Second, his next reelection possibility in the state, if any, comes in eight years. He cannot run for reelection and the chances of him running for any political office in the state other than governor are about zero. Bigger changes mean bigger risk that may bring bigger failure and/or create more enemies, but eight years is plenty of time to work through negative externalities generated by a bold agenda. Now, as opposed to the previous four years, he may be willing to take this chance.

Third, his political opponents’ own rhetoric shows they are on the ropes and desperate to prevent what they fear to be unstoppable. For example, note what one of the most regressive forces in Louisiana politics, the head of the Louisiana Federation of Teachers Steve Monaghan has to say, regarding Jindal’s past specific and future broad plans about elementary and secondary education: “He's always been very smart about the language …. They aren't ‘vouchers.’ They are ‘opportunity scholarships.’ He's talking about ‘choice for parents’ when really it's choice for private schools.”

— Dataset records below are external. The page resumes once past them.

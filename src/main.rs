use std::io;
use std::path::PathBuf;
use std::sync::Arc;
use std::time::Duration;

use anyhow::Result;
use clap::Parser;
use crossterm::{
    event::{DisableMouseCapture, EnableMouseCapture, Event, KeyEventKind},
    execute,
    terminal::{disable_raw_mode, enable_raw_mode, EnterAlternateScreen, LeaveAlternateScreen},
};
use ratatui::{backend::CrosstermBackend, Terminal};
use tracing::{info, warn};

use devwatch::config::{Overrides, Settings};
use devwatch::ui::{self, IconResolver, Theme, ThemeChoice};
use devwatch::{events, logging, App, AppOptions, Command, DeviceSource, FileSource, HttpSource};

#[derive(Parser, Debug)]
#[command(name = "devwatch")]
#[command(about = "Live status dashboard for monitored network devices")]
struct Args {
    /// Base URL of the monitoring server
    #[arg(short, long, conflicts_with = "file")]
    url: Option<String>,

    /// Read the device list from a JSON file instead of a server
    #[arg(short, long)]
    file: Option<PathBuf>,

    /// TOML configuration file
    #[arg(short, long)]
    config: Option<PathBuf>,

    /// Auto-refresh interval in seconds
    #[arg(short, long)]
    refresh: Option<u64>,

    /// Start with auto-refresh enabled
    #[arg(short, long)]
    auto: bool,

    /// Write logs to this file
    #[arg(long)]
    log_file: Option<PathBuf>,

    /// Color theme
    #[arg(long, value_enum)]
    theme: Option<ThemeChoice>,
}

impl Args {
    fn overrides(&self) -> Overrides {
        Overrides {
            base_url: self.url.clone(),
            file: self.file.clone(),
            refresh_secs: self.refresh,
            auto_refresh: self.auto.then_some(true),
            log_file: self.log_file.clone(),
            theme: self.theme,
        }
    }
}

fn main() -> Result<()> {
    let args = Args::parse();
    let settings = Settings::load(args.config.as_deref(), &args.overrides())?;
    logging::init(&settings.log_path(), &settings.log_level)?;

    // Fetches and probes run on the runtime; the UI loop stays on this thread
    let rt = tokio::runtime::Runtime::new()?;
    let _guard = rt.enter();

    let source: Arc<dyn DeviceSource> = match &settings.file {
        Some(path) => Arc::new(FileSource::new(path)),
        None => {
            let mut builder = HttpSource::builder()
                .base_url(&settings.base_url)
                .timeout(settings.request_timeout())
                .csrf_cookie(&settings.csrf_cookie);
            if let Some(token) = &settings.csrf_token {
                builder = builder.csrf_token(token);
            }
            let source = builder.build()?;

            // Without the session cookie probes are rejected, but fetches still work
            if let Err(e) = rt.block_on(source.bootstrap_session()) {
                warn!(error = %e, "Could not obtain session cookie");
            }
            Arc::new(source)
        }
    };
    info!(source = source.description(), "Starting dashboard");

    let options = AppOptions {
        refresh_interval: settings.refresh_interval(),
        theme: Theme::from_choice(settings.theme),
        icons: IconResolver::new(settings.icons.clone()),
    };

    run_tui(source, options, settings.auto_refresh)
}

/// Run the TUI with the given data source
fn run_tui(source: Arc<dyn DeviceSource>, options: AppOptions, auto_refresh: bool) -> Result<()> {
    // Setup terminal
    enable_raw_mode()?;
    let mut stdout = io::stdout();
    execute!(stdout, EnterAlternateScreen, EnableMouseCapture)?;
    let backend = CrosstermBackend::new(stdout);
    let mut terminal = Terminal::new(backend)?;

    // Setup panic hook to restore terminal
    let original_hook = std::panic::take_hook();
    std::panic::set_hook(Box::new(move |panic| {
        let _ = disable_raw_mode();
        let _ = execute!(io::stdout(), LeaveAlternateScreen, DisableMouseCapture);
        original_hook(panic);
    }));

    // Create app and start the initial load
    let mut app = App::new(source, options);
    app.dispatch(Command::RefreshRequested);
    if auto_refresh {
        app.dispatch(Command::AutoRefreshToggled(true));
    }

    let result = run_app(&mut terminal, &mut app);

    // Restore terminal
    disable_raw_mode()?;
    execute!(
        terminal.backend_mut(),
        LeaveAlternateScreen,
        DisableMouseCapture
    )?;
    terminal.show_cursor()?;

    result
}

fn run_app(terminal: &mut Terminal<CrosstermBackend<io::Stdout>>, app: &mut App) -> Result<()> {
    while app.running {
        app.poll_updates();

        let mut table_offset = app.table_offset;
        terminal.draw(|frame| table_offset = ui::render(frame, app))?;
        app.table_offset = table_offset;

        // Poll for events with a short timeout
        if let Some(event) = events::poll_event(Duration::from_millis(100))? {
            match event {
                Event::Key(key) if key.kind == KeyEventKind::Press => {
                    events::handle_key_event(app, key)
                }
                Event::Mouse(mouse) => {
                    let start = ui::table_start_row(app);
                    events::handle_mouse_event(app, mouse, start);
                }
                Event::Resize(_, _) => {
                    // Terminal will redraw on next iteration
                }
                _ => {}
            }
        }
    }

    info!("Dashboard closed");
    Ok(())
}
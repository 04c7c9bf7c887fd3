//! HTTP data source backed by the dashboard API.
//!
//! ## Endpoints
//!
//! - `GET /` sets the `csrftoken` session cookie
//! - `GET /devices` returns the device list
//! - `POST /devices/{id}/ping` runs a single probe

use std::sync::Arc;
use std::time::Duration;

use async_trait::async_trait;
use reqwest::cookie::{CookieStore, Jar};
use reqwest::header::{CACHE_CONTROL, PRAGMA, REFERER};
use reqwest::{Client, Response, Url};
use tracing::{debug, warn};

use super::DeviceSource;
use crate::data::{Device, DeviceId, PingReply};
use crate::error::SourceError;

/// Header marking a request as programmatic rather than a page navigation.
const REQUESTED_WITH_HEADER: &str = "X-Requested-With";
const REQUESTED_WITH_VALUE: &str = "fetch";
/// Header carrying the anti-forgery token.
const CSRF_HEADER: &str = "X-CSRFToken";

/// Device source talking to the dashboard HTTP API.
///
/// Keeps a cookie jar so the anti-forgery token set by the server can be
/// echoed back on probe requests.
#[derive(Debug, Clone)]
pub struct HttpSource {
    client: Client,
    jar: Arc<Jar>,
    base_url: Url,
    csrf_cookie: String,
    csrf_token: Option<String>,
    description: String,
}

impl HttpSource {
    /// Create a new builder for configuring the source.
    pub fn builder() -> HttpSourceBuilder {
        HttpSourceBuilder::default()
    }

    pub fn base_url(&self) -> &Url {
        &self.base_url
    }

    /// Load the dashboard index so the server can set the session cookie.
    pub async fn bootstrap_session(&self) -> Result<(), SourceError> {
        let response = self.client.get(self.base_url.clone()).send().await?;
        check_status(&response)?;
        if self.csrf_token().is_none() {
            warn!(
                cookie = %self.csrf_cookie,
                "Session bootstrap did not set an anti-forgery cookie"
            );
        }
        Ok(())
    }

    /// The anti-forgery token: an explicit override, or the session cookie.
    pub fn csrf_token(&self) -> Option<String> {
        if let Some(ref token) = self.csrf_token {
            return Some(token.clone());
        }
        let header = self.jar.cookies(&self.base_url)?;
        cookie_value(header.to_str().ok()?, &self.csrf_cookie)
    }

    fn devices_url(&self) -> Result<Url, SourceError> {
        self.join("devices")
    }

    fn ping_url(&self, id: DeviceId) -> Result<Url, SourceError> {
        self.join(&format!("devices/{}/ping", id))
    }

    fn join(&self, path: &str) -> Result<Url, SourceError> {
        self.base_url.join(path).map_err(|e| SourceError::InvalidUrl(e.to_string()))
    }
}

#[async_trait]
impl DeviceSource for HttpSource {
    async fn fetch_devices(&self) -> Result<Vec<Device>, SourceError> {
        let url = self.devices_url()?;
        debug!(%url, "Fetching device list");

        let response = self
            .client
            .get(url)
            .header(CACHE_CONTROL, "no-cache")
            .header(PRAGMA, "no-cache")
            .send()
            .await?;
        check_status(&response)?;

        response.json::<Vec<Device>>().await.map_err(|e| SourceError::Parse(e.to_string()))
    }

    async fn ping(&self, id: DeviceId) -> Result<PingReply, SourceError> {
        let url = self.ping_url(id)?;
        debug!(%url, "Requesting probe");

        let mut request = self
            .client
            .post(url)
            .header(REQUESTED_WITH_HEADER, REQUESTED_WITH_VALUE)
            .header(REFERER, self.base_url.as_str());
        match self.csrf_token() {
            Some(token) => request = request.header(CSRF_HEADER, token),
            None => warn!("No anti-forgery token available; probe will likely be rejected"),
        }

        let response = request.send().await?;
        check_status(&response)?;

        response.json::<PingReply>().await.map_err(|e| SourceError::Parse(e.to_string()))
    }

    fn description(&self) -> &str {
        &self.description
    }
}

fn check_status(response: &Response) -> Result<(), SourceError> {
    let status = response.status();
    if status.is_success() {
        Ok(())
    } else {
        Err(SourceError::Http {
            status: status.as_u16(),
        })
    }
}

/// Extract a cookie value from a `Cookie` header string ("a=1; b=2").
pub fn cookie_value(header: &str, name: &str) -> Option<String> {
    header.split(';').find_map(|pair| {
        let (key, value) = pair.trim().split_once('=')?;
        (key.trim() == name && !value.is_empty()).then(|| value.trim().to_string())
    })
}

/// Builder for [`HttpSource`].
#[derive(Debug, Default)]
pub struct HttpSourceBuilder {
    base_url: Option<String>,
    timeout: Option<Duration>,
    csrf_cookie: Option<String>,
    csrf_token: Option<String>,
}

impl HttpSourceBuilder {
    /// Set the dashboard base URL (e.g., "http://127.0.0.1:8000").
    pub fn base_url(mut self, url: impl Into<String>) -> Self {
        self.base_url = Some(url.into());
        self
    }

    /// Set the request timeout (default: 10 seconds).
    pub fn timeout(mut self, timeout: Duration) -> Self {
        self.timeout = Some(timeout);
        self
    }

    /// Name of the cookie holding the anti-forgery token (default: "csrftoken").
    pub fn csrf_cookie(mut self, name: impl Into<String>) -> Self {
        self.csrf_cookie = Some(name.into());
        self
    }

    /// Use a fixed anti-forgery token instead of reading the cookie.
    pub fn csrf_token(mut self, token: impl Into<String>) -> Self {
        self.csrf_token = Some(token.into());
        self
    }

    /// Build the source.
    pub fn build(self) -> Result<HttpSource, SourceError> {
        let timeout = self.timeout.unwrap_or(Duration::from_secs(10));

        let mut raw = self.base_url.unwrap_or_else(|| "http://127.0.0.1:8000".to_string());
        // Url::join replaces the last path segment unless the base ends in '/'
        if !raw.ends_with('/') {
            raw.push('/');
        }
        let base_url =
            Url::parse(&raw).map_err(|e| SourceError::InvalidUrl(format!("{}: {}", raw, e)))?;

        let jar = Arc::new(Jar::default());
        let client = Client::builder().timeout(timeout).cookie_provider(jar.clone()).build()?;

        Ok(HttpSource {
            client,
            jar,
            description: format!("http: {}", base_url),
            base_url,
            csrf_cookie: self.csrf_cookie.unwrap_or_else(|| "csrftoken".to_string()),
            csrf_token: self.csrf_token,
        })
    }
}

#[cfg(test)]
mod tests {
    use tokio::io::{AsyncReadExt, AsyncWriteExt};
    use tokio::net::TcpListener;
    use tokio::task::JoinHandle;

    use super::*;

    fn response(status: &str, headers: &str, body: &str) -> String {
        format!(
            "HTTP/1.1 {}\r\n\
             content-type: application/json\r\n\
             content-length: {}\r\n\
             connection: close\r\n{}\r\n{}",
            status,
            body.len(),
            headers,
            body
        )
    }

    /// Serve the canned responses in order, one per connection, and return
    /// the request heads received (lowercased).
    async fn serve(responses: Vec<String>) -> (HttpSource, JoinHandle<Vec<String>>) {
        let listener = TcpListener::bind("127.0.0.1:0").await.unwrap();
        let addr = listener.local_addr().unwrap();
        let server = tokio::spawn(async move {
            let mut requests = Vec::new();
            for response in responses {
                let (mut stream, _) = listener.accept().await.unwrap();
                let mut head = Vec::new();
                let mut chunk = [0u8; 1024];
                while !head.windows(4).any(|w| w == b"\r\n\r\n") {
                    let n = stream.read(&mut chunk).await.unwrap();
                    if n == 0 {
                        break;
                    }
                    head.extend_from_slice(&chunk[..n]);
                }
                requests.push(String::from_utf8_lossy(&head).to_lowercase());
                stream.write_all(response.as_bytes()).await.unwrap();
                stream.shutdown().await.unwrap();
            }
            requests
        });
        let source = HttpSource::builder().base_url(format!("http://{}", addr)).build().unwrap();
        (source, server)
    }

    #[test]
    fn test_builder_defaults() {
        let source = HttpSource::builder().build().unwrap();
        assert_eq!(source.base_url().as_str(), "http://127.0.0.1:8000/");
        assert_eq!(source.csrf_cookie, "csrftoken");
        assert_eq!(source.description(), "http: http://127.0.0.1:8000/");
        assert!(source.csrf_token().is_none());
    }

    #[test]
    fn test_urls_keep_base_path() {
        let source = HttpSource::builder().base_url("http://noc.local/dashboard").build().unwrap();
        assert_eq!(source.devices_url().unwrap().as_str(), "http://noc.local/dashboard/devices");
        assert_eq!(
            source.ping_url(DeviceId(7)).unwrap().as_str(),
            "http://noc.local/dashboard/devices/7/ping"
        );
    }

    #[test]
    fn test_invalid_base_url() {
        let err = HttpSource::builder().base_url("not a url").build().unwrap_err();
        assert!(matches!(err, SourceError::InvalidUrl(_)));
    }

    #[test]
    fn test_csrf_token_from_cookie_jar() {
        let source = HttpSource::builder().base_url("http://noc.local").build().unwrap();
        source.jar.add_cookie_str("sessionid=xyz; Path=/", source.base_url());
        source.jar.add_cookie_str("csrftoken=abc123; Path=/", source.base_url());
        assert_eq!(source.csrf_token().as_deref(), Some("abc123"));
    }

    #[test]
    fn test_csrf_token_override_wins() {
        let source = HttpSource::builder()
            .base_url("http://noc.local")
            .csrf_token("fixed")
            .build()
            .unwrap();
        source.jar.add_cookie_str("csrftoken=abc123; Path=/", source.base_url());
        assert_eq!(source.csrf_token().as_deref(), Some("fixed"));
    }

    #[test]
    fn test_cookie_value() {
        assert_eq!(cookie_value("a=1; csrftoken=tok; b=2", "csrftoken").as_deref(), Some("tok"));
        assert_eq!(cookie_value("csrftoken=tok", "csrftoken").as_deref(), Some("tok"));
        assert_eq!(cookie_value("xcsrftoken=tok", "csrftoken"), None);
        assert_eq!(cookie_value("csrftoken=", "csrftoken"), None);
        assert_eq!(cookie_value("", "csrftoken"), None);
    }

    #[tokio::test]
    async fn test_ping_sends_marker_and_session_token() {
        let (source, server) = serve(vec![
            response("200 OK", "set-cookie: csrftoken=tok42; Path=/\r\n", "{}"),
            response("200 OK", "", r#"{"ok": true, "rtt_ms": 5}"#),
        ])
        .await;

        source.bootstrap_session().await.unwrap();
        assert_eq!(source.csrf_token().as_deref(), Some("tok42"));

        let reply = source.ping(DeviceId(7)).await.unwrap();
        assert_eq!(reply, PingReply { ok: true, rtt_ms: Some(5) });

        let requests = server.await.unwrap();
        assert!(requests[0].starts_with("get / "));
        let ping = &requests[1];
        assert!(ping.starts_with("post /devices/7/ping "));
        assert!(ping.contains("x-requested-with: fetch\r\n"));
        assert!(ping.contains("x-csrftoken: tok42\r\n"));
        assert!(ping.contains(&format!("referer: {}\r\n", source.base_url())));
    }

    #[tokio::test]
    async fn test_fetch_bypasses_caches() {
        let (source, server) = serve(vec![response("200 OK", "", "[]")]).await;

        let devices = source.fetch_devices().await.unwrap();
        assert!(devices.is_empty());

        let requests = server.await.unwrap();
        assert!(requests[0].starts_with("get /devices "));
        assert!(requests[0].contains("cache-control: no-cache\r\n"));
        assert!(requests[0].contains("pragma: no-cache\r\n"));
    }

    #[tokio::test]
    async fn test_error_status_is_http_error() {
        let (source, server) = serve(vec![
            response("500 Internal Server Error", "", "{}"),
            response("403 Forbidden", "", "{}"),
        ])
        .await;

        let err = source.fetch_devices().await.unwrap_err();
        assert!(matches!(err, SourceError::Http { status: 500 }));
        let err = source.ping(DeviceId(1)).await.unwrap_err();
        assert!(matches!(err, SourceError::Http { status: 403 }));
        server.await.unwrap();
    }

    #[tokio::test]
    async fn test_malformed_body_is_parse_error() {
        let (source, server) = serve(vec![
            response("200 OK", "", "<html>not json</html>"),
            response("200 OK", "", r#"[{"id": 1}]"#),
        ])
        .await;

        let err = source.fetch_devices().await.unwrap_err();
        assert!(matches!(err, SourceError::Parse(_)));
        let err = source.fetch_devices().await.unwrap_err();
        assert!(matches!(err, SourceError::Parse(_)));
        server.await.unwrap();
    }
}
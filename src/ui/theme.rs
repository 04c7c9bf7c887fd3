//! Theme configuration for the TUI.
//!
//! Supports light and dark themes with automatic terminal detection.

use ratatui::style::{Color, Modifier, Style};
use ratatui::widgets::block::BorderType;
use serde::Deserialize;

use crate::data::DeviceStatus;

/// Theme preference from configuration.
#[derive(Debug, Clone, Copy, PartialEq, Eq, Default, Deserialize, clap::ValueEnum)]
#[serde(rename_all = "lowercase")]
pub enum ThemeChoice {
    #[default]
    Auto,
    Dark,
    Light,
}

impl ThemeChoice {
    pub fn as_str(&self) -> &'static str {
        match self {
            ThemeChoice::Auto => "auto",
            ThemeChoice::Dark => "dark",
            ThemeChoice::Light => "light",
        }
    }
}

/// Color and style theme for the TUI.
///
/// Use [`Theme::auto_detect()`] for automatic theme selection based on
/// terminal background, or [`Theme::dark()`]/[`Theme::light()`] explicitly.
#[derive(Debug, Clone)]
pub struct Theme {
    /// Whether this is the dark variant.
    pub dark: bool,
    /// Accent color for highlights and active elements.
    pub highlight: Color,
    /// Color for devices that are up.
    pub up: Color,
    /// Color for devices that are down.
    pub down: Color,
    /// Color for the loading indicator and notifications.
    pub notice: Color,
    /// Color for borders and separators.
    pub border: Color,
    /// Style for header rows in tables.
    pub header: Style,
    /// Style for selected/highlighted rows.
    pub selected: Style,
    /// Style for rows of devices that just went down.
    pub flash: Style,
    /// Style for the active filter.
    pub filter_active: Style,
    /// Style for inactive filters.
    pub filter_inactive: Style,
    /// Style for the error banner.
    pub error: Style,
    /// Border style (rounded, plain, etc.).
    pub border_type: BorderType,
}

impl Theme {
    /// Create a dark theme suitable for dark terminal backgrounds.
    pub fn dark() -> Self {
        Self {
            dark: true,
            highlight: Color::Cyan,
            up: Color::Green,
            down: Color::Red,
            notice: Color::Yellow,
            border: Color::Gray,
            header: Style::default().fg(Color::Cyan).add_modifier(Modifier::BOLD),
            selected: Style::default().bg(Color::DarkGray).add_modifier(Modifier::BOLD),
            flash: Style::default().bg(Color::Red).fg(Color::White),
            filter_active: Style::default().fg(Color::Black).bg(Color::Cyan),
            filter_inactive: Style::default().fg(Color::Gray),
            error: Style::default().fg(Color::White).bg(Color::Red),
            border_type: BorderType::Rounded,
        }
    }

    /// Create a light theme suitable for light terminal backgrounds.
    pub fn light() -> Self {
        Self {
            dark: false,
            highlight: Color::Blue,
            up: Color::Green,
            down: Color::Red,
            notice: Color::Magenta,
            border: Color::DarkGray,
            header: Style::default().fg(Color::Blue).add_modifier(Modifier::BOLD),
            selected: Style::default().bg(Color::LightBlue).add_modifier(Modifier::BOLD),
            flash: Style::default().bg(Color::LightRed).fg(Color::Black),
            filter_active: Style::default().fg(Color::White).bg(Color::Blue),
            filter_inactive: Style::default().fg(Color::DarkGray),
            error: Style::default().fg(Color::White).bg(Color::Red),
            border_type: BorderType::Rounded,
        }
    }

    /// Auto-detect based on terminal background
    pub fn auto_detect() -> Self {
        // Use terminal-light crate to detect background luminance
        match terminal_light::luma() {
            Ok(luma) if luma > 0.5 => Self::light(),
            _ => Self::dark(),
        }
    }

    pub fn from_choice(choice: ThemeChoice) -> Self {
        match choice {
            ThemeChoice::Auto => Self::auto_detect(),
            ThemeChoice::Dark => Self::dark(),
            ThemeChoice::Light => Self::light(),
        }
    }

    /// The other variant.
    pub fn toggled(&self) -> Self {
        if self.dark {
            Self::light()
        } else {
            Self::dark()
        }
    }

    /// Get style for a device status
    pub fn status_style(&self, status: DeviceStatus) -> Style {
        match status {
            DeviceStatus::Up => Style::default().fg(self.up),
            DeviceStatus::Down => Style::default().fg(self.down).add_modifier(Modifier::BOLD),
        }
    }
}

#[cfg(test)]
mod tests {
    use super::*;

    #[test]
    fn test_toggle_switches_variant() {
        let dark = Theme::dark();
        assert!(!dark.toggled().dark);
        assert!(dark.toggled().toggled().dark);
    }

    #[test]
    fn test_explicit_choices() {
        assert!(Theme::from_choice(ThemeChoice::Dark).dark);
        assert!(!Theme::from_choice(ThemeChoice::Light).dark);
    }
}
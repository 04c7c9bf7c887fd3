//! Log setup.
//!
//! The TUI owns the terminal, so logs go to a file. `RUST_LOG` takes
//! precedence over the configured level.

use std::fs::OpenOptions;
use std::path::Path;
use std::sync::Mutex;

use anyhow::{Context, Result};
use tracing_subscriber::{fmt, layer::SubscriberExt, util::SubscriberInitExt, EnvFilter};

/// Install the global subscriber, appending to `path`.
pub fn init(path: &Path, level: &str) -> Result<()> {
    let file = OpenOptions::new()
        .create(true)
        .append(true)
        .open(path)
        .with_context(|| format!("Failed to open log file {}", path.display()))?;

    let file_layer = fmt::layer().with_ansi(false).with_writer(Mutex::new(file));

    let env_filter = EnvFilter::try_from_default_env()
        .or_else(|_| EnvFilter::try_new(level))
        .with_context(|| format!("Invalid log level {:?}", level))?;

    tracing_subscriber::registry()
        .with(env_filter)
        .with(file_layer)
        .try_init()
        .context("Failed to install log subscriber")?;
    Ok(())
}
//! Snapshot store: the current device list and the transition baseline.

use super::device::{Device, DeviceId, DeviceStatus};
use super::transition::{baseline_of, detect_transitions, Baseline, Transition};
use super::view::Kpis;

/// Holds the latest device snapshot and the status of each device as of
/// the previous successful fetch.
///
/// Mutated only from the session loop, so no locking is involved.
#[derive(Debug, Default)]
pub struct SnapshotStore {
    devices: Vec<Device>,
    baseline: Baseline,
    revision: u64,
}

impl SnapshotStore {
    pub fn new() -> Self {
        Self::default()
    }

    /// Current device list in source order.
    pub fn devices(&self) -> &[Device] {
        &self.devices
    }

    pub fn get(&self, id: DeviceId) -> Option<&Device> {
        self.devices.iter().find(|d| d.id == id)
    }

    pub fn is_empty(&self) -> bool {
        self.devices.is_empty()
    }

    /// Incremented every time the rendered data changes.
    pub fn revision(&self) -> u64 {
        self.revision
    }

    pub fn baseline(&self) -> &Baseline {
        &self.baseline
    }

    /// Last known status of a device, `None` if it has never been seen.
    pub fn prior_status_of(&self, id: DeviceId) -> Option<DeviceStatus> {
        self.baseline.get(&id).copied()
    }

    /// Swap in a new device list and return the old one.
    pub fn replace(&mut self, devices: Vec<Device>) -> Vec<Device> {
        self.revision += 1;
        std::mem::replace(&mut self.devices, devices)
    }

    /// Apply a freshly fetched snapshot.
    ///
    /// Transitions are computed against the baseline as it was before this
    /// call; the baseline is then rebuilt from `devices`.
    pub fn commit(&mut self, devices: Vec<Device>) -> Vec<Transition> {
        let transitions = detect_transitions(&self.baseline, &devices);
        self.baseline = baseline_of(&devices);
        self.replace(devices);
        transitions
    }

    /// Overwrite the latency of one device. No-op for unknown ids.
    ///
    /// Returns whether a device was patched.
    pub fn patch_latency(&mut self, id: DeviceId, latency: i64) -> bool {
        match self.devices.iter_mut().find(|d| d.id == id) {
            Some(device) => {
                device.latency = latency;
                self.revision += 1;
                true
            }
            None => false,
        }
    }

    /// Counters over the full, unfiltered list.
    pub fn kpis(&self) -> Kpis {
        Kpis::of(&self.devices)
    }
}
//! Device data model and the pure reconciliation/presentation logic.
//!
//! ## Submodules
//!
//! - [`device`]: The wire model ([`Device`], [`DeviceStatus`], [`PingReply`])
//! - [`store`]: [`SnapshotStore`] holding the current snapshot and baseline
//! - [`transition`]: Status transition detection between snapshots
//! - [`view`]: Filtering, searching and ordering for display
//! - [`format`]: Latency and age formatting
//!
//! ## Data Flow
//!
//! ```text
//! Vec<Device> (fetched JSON)
//!        │
//!        ▼
//! SnapshotStore::commit()
//!        │
//!        ├──▶ detect_transitions(baseline, devices)  (before overwrite)
//!        │
//!        └──▶ devices + rebuilt baseline
//!                    │
//!                    ▼
//!        project(devices, search, filter) ──▶ Projection (display order)
//! ```

pub mod device;
pub mod format;
pub mod store;
pub mod transition;
pub mod view;

pub use device::{Device, DeviceId, DeviceStatus, DeviceType, PingReply};
pub use store::SnapshotStore;
pub use transition::{detect_transitions, first_alert, Baseline, Transition};
pub use view::{project, Kpis, Projection, StatusFilter};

When a political hack begins to claim policy battles are being determined by “language” and then piles on with (in his facile rendering of “choice”) inaccurate examples, it’s a sure sign that articulator is on the losing side of a battle of ideas, because he is so wedded to an inferior notion that he cannot bear discarding it despite real-world results, so an alternative explanation bearing little resemblance to reality must be found. The same comes from another Jindal adversary, the leader of House of Representative Democrats John Bel Edwards when he asserts Republican Jindal talks in clichés and “I hope we can get beyond these platitudes of doing more with less. That’s a bunch of hogwash.”

The narrative Edwards desperately wants to propagate is that government must take more from those who earn rather than diet through reducing government spending that makes people take more responsibility for their own actions, or by reducing the preferential resources enjoyed by certain interests inside and outside of state government that comprise his constituencies and reinforce his worldview. In this fashion, he seeks to avoid the truth that his viewpoint loses in the marketplace of ideas through using terms about his opposition that attempt to trivialize their winning points. And when this is the best your opponents can do, you must realize the time is ripe to move aggressively with policy promoting fundamental change according to your superior ideas.

Thus, we can expect a less-cautious reformer in Jindal during his second term, more willing to go for broke and, in the process, revealing a more conservative, more reformist Jindal than witnessed the past four years. This might satiate many in the chorus of conservative critics of Jindal’s who argue incorrectly that he has not governed as a conservative when in reality he has not governed perfectly conservatively on all issues and/or on ones they care about. Whether he does, by trying Jindal makes the state no worse off, and by succeeding it becomes much better off than if he continued in the mode of his first term.